Task to carry out: The lines from the start of the records below through the line containing "use std::sync::Arc;" are to be copied exactly, both ends included, with nothing added.

Source material:
//! CLI command implementation

use super::args::Cli;
use super::output::{OutputEvent, OutputHandler};
use crate::config::{ExitCodePolicy, StagerunConfig, load_workflow_file};
use crate::process::ShellRunner;
use crate::workflow::{
    ConcurrencyLimit, DEFAULT_CONCURRENCY, ExecutionContext, Stage, StageDecl, Workflow,
    WorkflowRunner, build_workflow,
};
use anyhow::{Context, Result, bail};
use std::sync::Arc;

/// Pick the concurrency limit: --jobs, then the workflow file, then config, then the default
fn resolve_concurrency(
    jobs: Option<usize>,
    file: Option<usize>,
    config: Option<usize>,
) -> Result<ConcurrencyLimit> {
    let n = jobs.or(file).or(config).unwrap_or(DEFAULT_CONCURRENCY);
    ConcurrencyLimit::new(n).context("invalid concurrency limit")
}

fn resolve_policy(cli: &Cli, config: &StagerunConfig) -> ExitCodePolicy {
    if cli.ignore_exit_codes {
        ExitCodePolicy::Ignore
    } else {
        config.exit_code_policy()
    }
}

/// Describe the stages that would run, led by the workflow file's description
pub fn format_plan(
    workflow: &Workflow,
    limit: ConcurrencyLimit,
    description: Option<&str>,
) -> Vec<String> {
    let mut lines = Vec::new();
    if let Some(description) = description.map(str::trim).filter(|d| !d.is_empty()) {
        lines.push(description.to_string());
    }
    lines.push(format!(
        "{} stage(s), concurrency {}",
        workflow.len(),
        limit
    ));
    for (index, stage) in workflow.stages().iter().enumerate() {
        match stage {
            Stage::Sequential(cmd) => lines.push(format!("[{}] sequential: {}", index + 1, cmd)),
            Stage::Concurrent(cmds) => {
                lines.push(format!("[{}] concurrent ({}):", index + 1, cmds.len()));
                for cmd in cmds {
                    lines.push(format!("      {}", cmd));
                }
            }
        }
    }
    lines
}

/// Assemble the workflow from the command line and run it.
///
/// Returns the process exit code. Construction errors are returned before
/// any command starts.
pub async fn run_workflow(
    cli: Cli,
    decls: Vec<StageDecl>,
    handler: Arc<dyn OutputHandler>,
) -> Result<i32> {
    let config = StagerunConfig::load(cli.dir.as_deref())?;

    let (workflow, file_concurrency, description) = match cli.file {
        Some(ref path) => {
            let file = load_workflow_file(path)
                .with_context(|| format!("failed to load workflow '{}'", path))?;
            (file.to_workflow()?, file.concurrency, Some(file.description))
        }
        None => {
            if decls.is_empty() {
                bail!("no stages given (use --seq, --con, --stdin or --file)");
            }
            let stdin = std::io::stdin();
            (build_workflow(&decls, stdin.lock())?, None, None)
        }
    };

    let limit = resolve_concurrency(cli.jobs, file_concurrency, config.defaults.concurrency)?;
    let policy = resolve_policy(&cli, &config);

    tracing::debug!(
        stages = workflow.len(),
        commands = workflow.command_count(),
        concurrency = limit.get(),
        ?policy,
        "workflow assembled"
    );

    if cli.dry_run {
        for message in format_plan(&workflow, limit, description.as_deref()) {
            handler.emit(OutputEvent::Info { message });
        }
        return Ok(0);
    }

    let mut shell = ShellRunner::new(config.shell());
    if let Some(ref dir) = cli.dir {
        shell = shell.with_working_dir(dir);
    }

    let ctx = ExecutionContext::new(Arc::new(shell), handler, policy);
    let result = WorkflowRunner::new(ctx).run(workflow, limit).await;

    Ok(result.exit_code())
}

#[cfg(test)]
mod tests {
    use super::*;
    use crate::cli::testing::MockHandler;
    use clap::Parser;

    #[test]
    fn test_resolve_concurrency_precedence() {
        assert_eq!(resolve_concurrency(Some(2), Some(3), Some(5)).unwrap().get(), 2);
        assert_eq!(resolve_concurrency(None, Some(3), Some(5)).unwrap().get(), 3);
        assert_eq!(resolve_concurrency(None, None, Some(5)).unwrap().get(), 5);
        assert_eq!(
            resolve_concurrency(None, None, None).unwrap().get(),
            DEFAULT_CONCURRENCY
        );
        assert!(resolve_concurrency(Some(0), None, None).is_err());
    }

    #[test]
    fn test_resolve_policy() {
        let mut config = StagerunConfig::default();
        let cli = Cli::parse_from(["stagerun", "-s", "x"]);
        assert_eq!(resolve_policy(&cli, &config), ExitCodePolicy::Fail);

        config.defaults.exit_codes = Some(ExitCodePolicy::Ignore);
        assert_eq!(resolve_policy(&cli, &config), ExitCodePolicy::Ignore);

        let cli = Cli::parse_from(["stagerun", "--ignore-exit-codes", "-s", "x"]);
        assert_eq!(
            resolve_policy(&cli, &StagerunConfig::default()),
            ExitCodePolicy::Ignore
        );
    }

    #[test]
    fn test_format_plan() {
        let wf = Workflow::new(vec![
            Stage::Sequential("a".into()),
            Stage::Concurrent(vec!["b".into(), "c".into()]),
        ])
        .unwrap();

        let lines = format_plan(&wf, ConcurrencyLimit::new(2).unwrap(), None);
        assert_eq!(lines[0], "2 stage(s), concurrency 2");
        assert_eq!(lines[1], "[1] sequential: a");
        assert_eq!(lines[2], "[2] concurrent (2):");
        assert_eq!(lines.len(), 5);

        let lines = format_plan(&wf, ConcurrencyLimit::new(2).unwrap(), Some("  "));
        assert_eq!(lines.len(), 5);
    }

    #[tokio::test]
    async fn test_dry_run_shows_file_description() {
        let dir = tempfile::TempDir::new().unwrap();
        let wf_path = dir.path().join("wf.toml");
        std::fs::write(
            &wf_path,
            "description = \"nightly build\"\n\n[[stage]]\nrun = \"touch marker\"\n",
        )
        .unwrap();

        let cli = Cli::parse_from([
            "stagerun",
            "--dry-run",
            "--dir",
            dir.path().to_str().unwrap(),
            "--file",
            wf_path.to_str().unwrap(),
        ]);
        let handler = MockHandler::new();

        let code = run_workflow(cli, Vec::new(), Arc::new(handler.clone()))
            .await
            .unwrap();

        assert_eq!(code, 0);
        assert!(!dir.path().join("marker").exists());
        assert_eq!(
            handler.events()[0],
            OutputEvent::Info {
                message: "nightly build".into()
            }
        );
    }

    #[tokio::test]
    async fn test_no_stages_is_error_before_running() {
        let dir = tempfile::TempDir::new().unwrap();
        let cli = Cli::parse_from(["stagerun", "--dir", dir.path().to_str().unwrap()]);
        let handler = MockHandler::new();

        let err = run_workflow(cli, Vec::new(), Arc::new(handler.clone()))
            .await
            .unwrap_err();

        assert!(err.to_string().contains("no stages"));
        assert!(handler.events().is_empty());
    }

    #[tokio::test]
    async fn test_dry_run_does_not_execute() {
        let dir = tempfile::TempDir::new().unwrap();
        let dir_arg = dir.path().to_str().unwrap();
        let cli = Cli::parse_from(["stagerun", "--dry-run", "--dir", dir_arg, "-s", "touch marker"]);
        let decls = vec![StageDecl::Sequential("touch marker".into())];
        let handler = MockHandler::new();

        let code = run_workflow(cli, decls, Arc::new(handler.clone()))
            .await
            .unwrap();

        assert_eq!(code, 0);
        assert!(!dir.path().join("marker").exists());
        assert!(!handler.events().is_empty());
    }

    #[cfg(unix)]
    #[tokio::test]
    async fn test_run_workflow_file() {
        let dir = tempfile::TempDir::new().unwrap();
        let wf_path = dir.path().join("wf.toml");
        std::fs::write(
            &wf_path,
            "concurrency = 2\n\n[[stage]]\nrun = \"touch a\"\n\n[[stage]]\nparallel = [\"touch b\", \"false\"]\n\n[[stage]]\nrun = \"touch c\"\n",
        )
        .unwrap();

        let cli = Cli::parse_from([
            "stagerun",
            "--dir",
            dir.path().to_str().unwrap(),
            "--file",
            wf_path.to_str().unwrap(),
        ]);
        let handler = MockHandler::new();

        let code = run_workflow(cli, Vec::new(), Arc::new(handler.clone()))
            .await
            .unwrap();

        assert_eq!(code, 0);
        assert!(dir.path().join("c").exists());
        assert_eq!(handler.failures(), vec![("false".to_string(), false)]);
    }

    #[cfg(unix)]
    #[tokio::test]
    async fn test_run_sequential_failure_exit_code() {
        let dir = tempfile::TempDir::new().unwrap();
        let cli = Cli::parse_from(["stagerun", "--dir", dir.path().to_str().unwrap()]);
        let decls = vec![
            StageDecl::Sequential("exit 1".into()),
            StageDecl::Sequential("touch after".into()),
        ];
        let handler = MockHandler::new();

        let code = run_workflow(cli, decls, Arc::new(handler.clone()))
            .await
            .unwrap();

        assert_eq!(code, 1);
        assert!(!dir.path().join("after").exists());
        assert_eq!(handler.failures(), vec![("exit 1".to_string(), true)]);
    }
}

Solution:
//! CLI command implementation

use super::args::Cli;
use super::output::{OutputEvent, OutputHandler};
use crate::config::{ExitCodePolicy, StagerunConfig, load_workflow_file};
use crate::process::ShellRunner;
use crate::workflow::{
    ConcurrencyLimit, DEFAULT_CONCURRENCY, ExecutionContext, Stage, StageDecl, Workflow,
    WorkflowRunner, build_workflow,
};
use anyhow::{Context, Result, bail};
use std::sync::Arc;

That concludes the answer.